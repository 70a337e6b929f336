//! Tunnel carving and rock displacement
//!
//! A dig command either re-digs (relocates) a nearby rock pile, or carves a
//! line of tunnels from the hero toward the target and dumps the displaced
//! rock as a single new pile. Ineligible commands change nothing.

use std::f32::consts::{PI, TAU};
use std::fmt;

use glam::Vec2;
use rand::Rng;

use super::agent::Agent;
use super::state::GameState;
use super::world::GeometryWorld;
use crate::polar_to_cartesian;
use crate::settings::DigSettings;

/// Why a dig command did nothing
#[derive(Debug, Clone, Copy, PartialEq, Eq)]
pub enum Ineligible {
    /// The hero itself is buried in rock
    AgentInRock,
    /// No rock around the target and no reachable pile
    NoRock,
    /// Rock is there but the hero is too far away
    OutOfReach,
}

/// What happened to the rock displaced by an excavation
#[derive(Debug, Clone, Copy, PartialEq)]
pub enum PileOutcome {
    /// Nothing was carved, so nothing was displaced
    NoVolume,
    /// A new pile was placed
    Placed { id: u32 },
    /// No room was found; the volume is dropped
    Discarded { radius: f32 },
}

#[derive(Debug, Clone, Copy, PartialEq)]
pub enum DigOutcome {
    Ineligible(Ineligible),
    /// A pile was re-dug and moved
    Relocated { pile_id: u32, to: Vec2 },
    /// A pile was targeted but no new spot was found
    RelocationFailed { pile_id: u32 },
    Excavated { tunnels_created: u32, pile: PileOutcome },
}

/// Placement search ran out of attempts
#[derive(Debug, Clone, Copy, PartialEq, Eq)]
pub struct PlacementFailed {
    pub attempts: usize,
}

impl fmt::Display for PlacementFailed {
    fn fmt(&self, f: &mut fmt::Formatter<'_>) -> fmt::Result {
        write!(f, "no free spot for rock pile after {} attempts", self.attempts)
    }
}

impl std::error::Error for PlacementFailed {}

/// Run one dig command at `target`
pub fn dig(state: &mut GameState, target: Vec2) -> DigOutcome {
    let outcome = run_dig(state, target);

    let cue = match outcome {
        DigOutcome::Relocated { .. } => Some(state.settings.dig.relocate_cue_ms),
        DigOutcome::Excavated { .. } => Some(state.settings.dig.excavate_cue_ms),
        DigOutcome::Ineligible(_) | DigOutcome::RelocationFailed { .. } => None,
    };
    if let Some(ms) = cue {
        state.flash_digging(ms);
    }

    outcome
}

fn run_dig(state: &mut GameState, target: Vec2) -> DigOutcome {
    let GameState {
        settings,
        world,
        agent,
        rng,
        clock_ms,
        ..
    } = state;
    let cfg = &settings.dig;
    let now = *clock_ms;

    if !world.is_traversable(agent.pos) {
        return DigOutcome::Ineligible(Ineligible::AgentInRock);
    }

    if let Some(pile_id) = reachable_pile(world, agent, target, cfg) {
        return relocate_pile(world, agent, pile_id, now, cfg, rng);
    }

    if !world.ring_touches_rock(target, cfg.radius, cfg.ring_samples) {
        return DigOutcome::Ineligible(Ineligible::NoRock);
    }
    if agent.pos.distance(target) > cfg.max_dig_distance {
        return DigOutcome::Ineligible(Ineligible::OutOfReach);
    }

    excavate(world, agent, target, now, cfg, rng)
}

/// First pile under the target that the hero can reach unobstructed
fn reachable_pile(world: &GeometryWorld, agent: &Agent, target: Vec2, cfg: &DigSettings) -> Option<u32> {
    world
        .piles()
        .iter()
        .filter(|pile| target.distance(pile.pos) <= pile.radius + cfg.radius)
        .find(|pile| {
            agent.pos.distance(pile.pos) <= cfg.interaction_range
                && world.has_clear_path(agent.pos, pile.pos, pile.radius, cfg.path_samples)
        })
        .map(|pile| pile.id)
}

fn relocate_pile(
    world: &mut GeometryWorld,
    agent: &Agent,
    pile_id: u32,
    now: f64,
    cfg: &DigSettings,
    rng: &mut impl Rng,
) -> DigOutcome {
    let Some((anchor, radius)) = world.pile(pile_id).map(|p| (p.pos, p.radius)) else {
        return DigOutcome::RelocationFailed { pile_id };
    };

    match find_pile_placement(world, agent, anchor, radius, Some(pile_id), cfg, rng) {
        Ok(to) => {
            if let Some(pile) = world.pile_mut(pile_id) {
                pile.pos = to;
                pile.created_at = now;
            }
            log::debug!("Relocated pile {} to ({:.1}, {:.1})", pile_id, to.x, to.y);
            DigOutcome::Relocated { pile_id, to }
        }
        Err(err) => {
            log::debug!("Pile {} stays put: {}", pile_id, err);
            DigOutcome::RelocationFailed { pile_id }
        }
    }
}

/// Carve tunnels along hero -> target and pile up the displaced rock
fn excavate(
    world: &mut GeometryWorld,
    agent: &Agent,
    target: Vec2,
    now: f64,
    cfg: &DigSettings,
    rng: &mut impl Rng,
) -> DigOutcome {
    let start = agent.pos;
    let distance = start.distance(target);
    let segments = ((distance / (cfg.radius * cfg.tunnel_spacing)).floor() as u32).max(1);
    let duplicate_dist = cfg.radius * cfg.duplicate_tunnel_factor;

    let mut created = 0u32;
    let mut displaced_area = 0.0f32;
    for i in 0..=segments {
        let p = start.lerp(target, i as f32 / segments as f32);
        if world.tunnel_within(p, duplicate_dist) || !world.is_in_rock(p) {
            continue;
        }
        world.add_tunnel(p, cfg.radius, now, i, segments);
        created += 1;
        displaced_area += PI * cfg.radius * cfg.radius;
    }

    let pile = if displaced_area > 0.0 {
        let radius = (displaced_area / PI).sqrt() * cfg.pile_compression;
        match find_pile_placement(world, agent, target, radius, None, cfg, rng) {
            Ok(pos) => PileOutcome::Placed {
                id: world.add_pile(pos, radius, now, segments + 1),
            },
            Err(err) => {
                log::debug!("Discarding displaced rock (r={:.1}): {}", radius, err);
                PileOutcome::Discarded { radius }
            }
        }
    } else {
        PileOutcome::NoVolume
    };

    log::debug!(
        "Excavated toward ({:.1}, {:.1}): {} tunnels over {} segments, pile {:?}",
        target.x,
        target.y,
        created,
        segments,
        pile
    );

    DigOutcome::Excavated {
        tunnels_created: created,
        pile,
    }
}

/// Rejection-sample a spot near `anchor` for a pile of `radius`
///
/// The disk must sit in open space, keep `pile_margin` from every other pile
/// (except `exclude`, the pile being moved) and `agent_margin` from the hero.
pub fn find_pile_placement(
    world: &GeometryWorld,
    agent: &Agent,
    anchor: Vec2,
    radius: f32,
    exclude: Option<u32>,
    cfg: &DigSettings,
    rng: &mut impl Rng,
) -> Result<Vec2, PlacementFailed> {
    for _ in 0..cfg.placement_attempts {
        let angle = rng.random_range(0.0..TAU);
        let distance = radius * 3.0 + rng.random::<f32>() * cfg.placement_band;
        let candidate = anchor + polar_to_cartesian(distance, angle);

        if !world.disk_is_clear(candidate, radius, cfg.placement_ring_samples) {
            continue;
        }

        let crowds_pile = world
            .piles()
            .iter()
            .filter(|pile| Some(pile.id) != exclude)
            .any(|pile| candidate.distance(pile.pos) < pile.radius + radius + cfg.pile_margin);
        if crowds_pile {
            continue;
        }

        if candidate.distance(agent.pos) < agent.radius + radius + cfg.agent_margin {
            continue;
        }

        return Ok(candidate);
    }

    Err(PlacementFailed {
        attempts: cfg.placement_attempts,
    })
}
// Length-limited minimum-redundancy code lengths via package-merge.
//
// Each "coin" is a leaf (symbol, weight).  Starting from the sorted leaf
// list, `max_len - 1` rounds pair adjacent items into packages and merge
// them back with a fresh copy of the leaves.  The first `2n - 2` items of
// the final list are selected; a symbol's code length is the number of
// selected items that contain its leaf.

use log::trace;

#[derive(Debug, Clone, Copy)]
enum Node {
    Leaf(usize),
    Package(usize, usize),
}

struct Arena {
    weights: Vec<u64>,
    nodes: Vec<Node>,
}

impl Arena {
    fn push(&mut self, weight: u64, node: Node) -> usize {
        self.weights.push(weight);
        self.nodes.push(node);
        self.nodes.len() - 1
    }
}

/// Compute code lengths (at most `max_len` bits) for the given symbol
/// frequencies.  Symbols with zero frequency get length 0.
///
/// A single used symbol gets length 1 so that it is still encodable.
pub fn build_lengths(freqs: &[u32], max_len: u8) -> Vec<u8> {
    let mut lengths = vec![0u8; freqs.len()];

    let mut leaves: Vec<(u64, usize)> = freqs
        .iter()
        .enumerate()
        .filter(|&(_, &f)| f > 0)
        .map(|(sym, &f)| (u64::from(f), sym))
        .collect();

    match leaves.len() {
        0 => return lengths,
        1 => {
            lengths[leaves[0].1] = 1;
            return lengths;
        }
        _ => {}
    }
    debug_assert!(max_len >= 1 && max_len < 32);
    debug_assert!(
        leaves.len() <= 1usize << max_len,
        "too many symbols for the length limit"
    );

    leaves.sort_unstable();

    let mut arena = Arena {
        weights: Vec::with_capacity(leaves.len() * max_len as usize * 2),
        nodes: Vec::with_capacity(leaves.len() * max_len as usize * 2),
    };
    let leaf_ids: Vec<usize> = leaves
        .iter()
        .map(|&(w, sym)| arena.push(w, Node::Leaf(sym)))
        .collect();

    let mut current = leaf_ids.clone();
    for _ in 1..max_len {
        let mut packages = Vec::with_capacity(current.len() / 2);
        for pair in current.chunks_exact(2) {
            let weight = arena.weights[pair[0]] + arena.weights[pair[1]];
            packages.push(arena.push(weight, Node::Package(pair[0], pair[1])));
        }
        current = merge(&leaf_ids, &packages, &arena.weights);
    }

    let take = (2 * leaves.len() - 2).min(current.len());
    let mut stack = Vec::with_capacity(max_len as usize * 2);
    for &id in &current[..take] {
        stack.push(id);
        while let Some(n) = stack.pop() {
            match arena.nodes[n] {
                Node::Leaf(sym) => lengths[sym] += 1,
                Node::Package(a, b) => {
                    stack.push(a);
                    stack.push(b);
                }
            }
        }
    }

    trace!(
        "package-merge: {} symbols, limit {max_len}, {} nodes",
        leaves.len(),
        arena.nodes.len()
    );
    lengths
}

/// Merge two weight-sorted id lists; leaves win ties.
fn merge(leaves: &[usize], packages: &[usize], weights: &[u64]) -> Vec<usize> {
    let mut out = Vec::with_capacity(leaves.len() + packages.len());
    let (mut i, mut j) = (0, 0);
    while i < leaves.len() && j < packages.len() {
        if weights[leaves[i]] <= weights[packages[j]] {
            out.push(leaves[i]);
            i += 1;
        } else {
            out.push(packages[j]);
            j += 1;
        }
    }
    out.extend_from_slice(&leaves[i..]);
    out.extend_from_slice(&packages[j..]);
    out
}
// Stream header.
//
// Two bytes precede the first block:
//
//   byte 0  magic 0xB7
//   byte 1  high nibble: format version (1)
//           low nibble:  window class, window_bits - 8 (0..=7)

use crate::error::{CodecError, Result};

/// First byte of every stream.
pub const MAGIC: u8 = 0xB7;

/// Format version written by this crate.
pub const FORMAT_VERSION: u8 = 1;

/// Encoded header length in bytes.
pub const HEADER_LEN: usize = 2;

/// Smallest supported window (256 bytes).
pub const MIN_WINDOW_BITS: u8 = 8;

/// Largest supported window (32 KiB).
pub const MAX_WINDOW_BITS: u8 = 15;

/// Parsed stream header.
#[derive(Debug, Clone, Copy, PartialEq, Eq)]
pub struct StreamHeader {
    pub window_bits: u8,
}

impl StreamHeader {
    pub fn new(window_bits: u8) -> Result<Self> {
        check_window_bits(window_bits)?;
        Ok(Self { window_bits })
    }

    /// Window size in bytes.
    pub fn window_size(&self) -> usize {
        1 << self.window_bits
    }

    pub fn encode(&self) -> [u8; HEADER_LEN] {
        [
            MAGIC,
            FORMAT_VERSION << 4 | (self.window_bits - MIN_WINDOW_BITS),
        ]
    }

    pub fn decode(bytes: [u8; HEADER_LEN]) -> Result<Self> {
        if bytes[0] != MAGIC {
            return Err(CodecError::UnsupportedFormat(format!(
                "bad magic byte {:#04x}",
                bytes[0]
            )));
        }
        let version = bytes[1] >> 4;
        if version != FORMAT_VERSION {
            return Err(CodecError::UnsupportedFormat(format!(
                "unknown format version {version}"
            )));
        }
        let class = bytes[1] & 0x0F;
        Self::new(class + MIN_WINDOW_BITS)
    }
}

/// Reject window sizes outside `MIN_WINDOW_BITS..=MAX_WINDOW_BITS`.
pub fn check_window_bits(window_bits: u8) -> Result<()> {
    if !(MIN_WINDOW_BITS..=MAX_WINDOW_BITS).contains(&window_bits) {
        return Err(CodecError::UnsupportedFormat(format!(
            "window bits {window_bits} outside {MIN_WINDOW_BITS}..={MAX_WINDOW_BITS}"
        )));
    }
    Ok(())
}

#[cfg(test)]
mod tests {
    use super::*;

    #[test]
    fn default_window_header_bytes() {
        let h = StreamHeader::new(15).unwrap();
        assert_eq!(h.encode(), [0xB7, 0x17]);
        assert_eq!(h.window_size(), 32 * 1024);
    }

    #[test]
    fn decode_accepts_every_window_class() {
        for bits in MIN_WINDOW_BITS..=MAX_WINDOW_BITS {
            let h = StreamHeader::new(bits).unwrap();
            assert_eq!(StreamHeader::decode(h.encode()).unwrap(), h);
        }
    }

    #[test]
    fn bad_magic_is_unsupported() {
        assert!(matches!(
            StreamHeader::decode([0x1F, 0x17]),
            Err(CodecError::UnsupportedFormat(_))
        ));
    }

    #[test]
    fn bad_version_is_unsupported() {
        assert!(matches!(
            StreamHeader::decode([MAGIC, 0x27]),
            Err(CodecError::UnsupportedFormat(_))
        ));
    }

    #[test]
    fn oversized_window_class_is_unsupported() {
        assert!(matches!(
            StreamHeader::decode([MAGIC, 0x18]),
            Err(CodecError::UnsupportedFormat(_))
        ));
        assert!(StreamHeader::new(7).is_err());
        assert!(StreamHeader::new(16).is_err());
    }
}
_ _ _ _
Count the lines in the records above that contain the word "RelocationFailed", and report only that number.

4